The Ricketts family’s political proclivities rose to particular infamy in 2012 when the New York Times reported on a secret $10 million “Ricketts Plan” to attack “Barack Hussein Obama” for his connection to Rev. Jeremiah Wright while Obama supposedly pretended to be a “metrosexual, black Abe Lincoln.” The racially charged plot, which included plans to hire a “extremely literate conservative African-American” as a spokesperson, was designed to “do exactly what John McCain would not let us do” against Obama in 2008, according to the plan’s own documents.
Just like his father, Todd has been a major supporter of Wisconsin Gov. Scott Walker.

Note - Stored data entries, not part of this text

use alloy_primitives::{Address, Bytes, B256, U256};
use serde::{Deserialize, Serialize};

use crate::typed_data;

/// A call a signer authorises a relayer to submit on their behalf.
///
/// Signed as `ForwardRequest(address from,address to,uint256 value,uint256 gas,uint256 nonce,bytes data)`.
#[derive(Clone, Debug, PartialEq, Eq, Hash, Serialize, Deserialize)]
pub struct ForwardRequest {
    /// Intended signer.
    pub from: Address,
    /// Target of the dispatched call.
    pub to: Address,
    /// Native value forwarded with the call.
    pub value: U256,
    /// Execution budget for the dispatched call.
    pub gas: U256,
    /// Must equal the forwarder's current nonce for `from`.
    pub nonce: U256,
    /// Encoded inner call (selector + arguments).
    pub data: Bytes,
}

impl ForwardRequest {
    pub fn struct_hash(&self) -> B256 {
        typed_data::struct_hash(self)
    }
}

/// Outcome of a dispatched call. `return_data` carries the revert payload when `success` is false.
#[derive(Clone, Debug, Default, PartialEq, Eq, Serialize, Deserialize)]
#[serde(rename_all = "camelCase")]
pub struct ExecutionResult {
    pub success: bool,
    pub return_data: Bytes,
}

impl ExecutionResult {
    pub fn returned(return_data: Bytes) -> Self {
        Self { success: true, return_data }
    }

    pub fn reverted(return_data: Bytes) -> Self {
        Self { success: false, return_data }
    }
}
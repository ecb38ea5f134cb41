//! Call targets reachable through the forwarder.

use std::{collections::HashMap, sync::Arc};

use alloy_primitives::{Address, Bytes};
use minimal_forwarder_types::AuthenticatedCall;
use parking_lot::RwLock;
use thiserror::Error;

/// Revert payload of a failed call (ABI-encoded custom error, or empty).
#[derive(Clone, Debug, Default, PartialEq, Eq)]
pub struct Revert(pub Bytes);

/// Something a forwarded call can be dispatched to.
pub trait CallTarget: Send + Sync {
    fn call(&self, call: &AuthenticatedCall) -> Result<Bytes, Revert>;
}

#[derive(Debug, Clone, PartialEq, Eq, Error)]
#[error("an account already exists at {0}")]
pub struct AddressTaken(pub Address);

/// Address book of deployed call targets.
#[derive(Default)]
pub struct TargetDirectory {
    targets: RwLock<HashMap<Address, Arc<dyn CallTarget>>>,
}

impl TargetDirectory {
    pub fn new() -> Self {
        Self::default()
    }

    pub fn register(&self, address: Address, target: Arc<dyn CallTarget>) -> Result<(), AddressTaken> {
        let mut targets = self.targets.write();
        if targets.contains_key(&address) {
            return Err(AddressTaken(address));
        }
        targets.insert(address, target);
        Ok(())
    }

    pub fn resolve(&self, address: Address) -> Option<Arc<dyn CallTarget>> {
        self.targets.read().get(&address).cloned()
    }

    pub fn contains(&self, address: Address) -> bool {
        self.targets.read().contains_key(&address)
    }

    /// Call the target at `to`. An address with nothing deployed reverts with empty data.
    ///
    /// The directory lock is released before the target runs, so targets may call back in.
    pub fn call(&self, to: Address, call: &AuthenticatedCall) -> Result<Bytes, Revert> {
        match self.resolve(to) {
            Some(target) => target.call(call),
            None => Err(Revert::default()),
        }
    }
}
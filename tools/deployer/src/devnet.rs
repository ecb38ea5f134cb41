//! In-process devnet: a forwarder, a registry that trusts it, and the state they carry between
//! CLI invocations.

use std::sync::Arc;

use alloy_primitives::{keccak256, Address, U256};
use alloy_sol_types::SolCall;
use anyhow::{anyhow, Context, Result};
use minimal_forwarder::{
    registry::interfaces::IDIDRegistry, AuthenticatedCall, DidRegistry, Forwarder, ForwarderDomain,
    IdentityRecord, NonceLedger, RegistryError, Revert, TargetDirectory,
};
use serde::{Deserialize, Serialize};

/// Local development chain id.
pub const DEFAULT_CHAIN_ID: u64 = 31337;

/// Well-known local development accounts #0 and #1. Never use them outside a devnet.
pub const DEV_ACCOUNT_0_KEY: &str =
    "0xac0974bec39a17e36ba4a6b4d238ff944bacb478cbed5efcae784d7bf4f2ff80";
pub const DEV_ACCOUNT_1_KEY: &str =
    "0x59c6995e998f97a5a0044966f0945389dc9e86dae88c7a8412f4603b6b78690d";

/// Mutable state of a deployed forwarder + registry pair.
#[derive(Clone, Debug, Default, PartialEq, Eq, Serialize, Deserialize)]
pub struct DevnetState {
    pub nonces: Vec<(Address, U256)>,
    pub records: Vec<(String, IdentityRecord)>,
}

/// Address of the `n`th instance deployed by `deployer`.
pub fn instance_address(deployer: Address, n: u64) -> Address {
    let mut buf = Vec::with_capacity(20 + 8);
    buf.extend_from_slice(deployer.as_slice());
    buf.extend_from_slice(&n.to_be_bytes());
    Address::from_slice(&keccak256(buf)[12..])
}

pub struct Devnet {
    pub targets: Arc<TargetDirectory>,
    pub forwarder: Arc<Forwarder>,
    pub registry: Arc<DidRegistry>,
}

impl Devnet {
    /// Fresh forwarder at `forwarder_address`, then a registry at `registry_address` trusting it.
    pub fn deploy(chain_id: u64, forwarder_address: Address, registry_address: Address) -> Result<Self> {
        Self::restore(chain_id, forwarder_address, registry_address, DevnetState::default())
    }

    pub fn restore(
        chain_id: u64,
        forwarder_address: Address,
        registry_address: Address,
        state: DevnetState,
    ) -> Result<Self> {
        if forwarder_address == registry_address {
            return Err(anyhow!("forwarder and registry cannot share address {forwarder_address}"));
        }

        let targets = Arc::new(TargetDirectory::new());
        let forwarder = Arc::new(Forwarder::new(
            ForwarderDomain::minimal_forwarder(chain_id, forwarder_address),
            Arc::new(NonceLedger::from_entries(state.nonces)),
            targets.clone(),
        ));
        let registry = Arc::new(
            DidRegistry::new(registry_address, forwarder.address()).with_records(state.records),
        );
        targets
            .register(registry_address, registry.clone())
            .context("failed deploying DIDRegistry")?;

        Ok(Self {
            targets,
            forwarder,
            registry,
        })
    }

    pub fn snapshot(&self) -> DevnetState {
        DevnetState {
            nonces: self.forwarder.nonces().entries(),
            records: self.registry.records(),
        }
    }

    /// `getDID` through the registry's ABI, the way an external client reads it.
    pub fn lookup_did(&self, did: &str) -> Result<IdentityRecord> {
        let query = IDIDRegistry::getDIDCall { did: did.to_string() }.abi_encode();
        let call = AuthenticatedCall::direct(Address::ZERO, query);
        match self.targets.call(self.registry.address(), &call) {
            Ok(out) => {
                let decoded = IDIDRegistry::getDIDCall::abi_decode_returns(&out, true)
                    .context("failed decoding getDID return data")?;
                Ok(decoded.record.into())
            }
            Err(Revert(data)) => Err(match RegistryError::from_revert_data(&data) {
                Some(e) => anyhow!(e),
                None => anyhow!("getDID reverted with {data:?}"),
            }),
        }
    }
}
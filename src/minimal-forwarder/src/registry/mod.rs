//! Identity registry: a forwarder-aware call target mapping identifiers to their owners.

pub mod clock;
pub mod did_registry;
pub mod interfaces;

pub use clock::{Clock, ManualClock, SystemClock};
pub use did_registry::{DidRegistry, IdentityRecord, RegistryError, REGISTER_DID_GAS, UPDATE_DID_GAS};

In 2012 Ricketts donated $45,000 dollars to Friends of Scott Walker, according to Wisconsin’s Campaign Finance Information System. This including a major donation of $25,000 on May 31st, just a week before the election took place. The Republic Report notes that Todd’s donations were a mere portion of the $140,000 dollars that the Ricketts family donated to Walker’s campaign between January and March 2012. But Ricketts’ support of Walker didn’t end with the recall campaign. In June 2013, Ricketts threw another $10,000 Walker’s way.
Ricketts came out in support of Walker’s expected presidential bid by hosting a fundraising barbecue on May 20th, 2015 for Walker’s Unintimidated PAC which raised “very significant” amounts of money, according to the Chicago Sun Times. He later hosted a second barbecue, and one of the two was attended by David Koch. However, the Wisconsin governor is far from the only candidate to whom Todd has given significant sums of money. FEC’s individual contribution database details over $160,000 in donations to political committees between 1999 and 2014. In addition, he donated $295,000 in limit-exempt “soft money.” This included $50,000 to Mitt Romney’s Restore Our Future PAC in September 2012. (He also, mysteriously, donated $2,500 to Gary Johnson’s longshot presidential bid just ten days later.)
In July 2015, Politico detailed that money from Midwestern megadonors like the Ricketts family was “fueling Walker’s campaign groundwork,” continuing a mutually beneficial relationship that has lasted throughout Walker’s governorship. Ending Spending ran a $250,000 ad buy praising Walker, and Walker traveled to Nevada to campaign on behalf of Pete Ricketts’ governor run.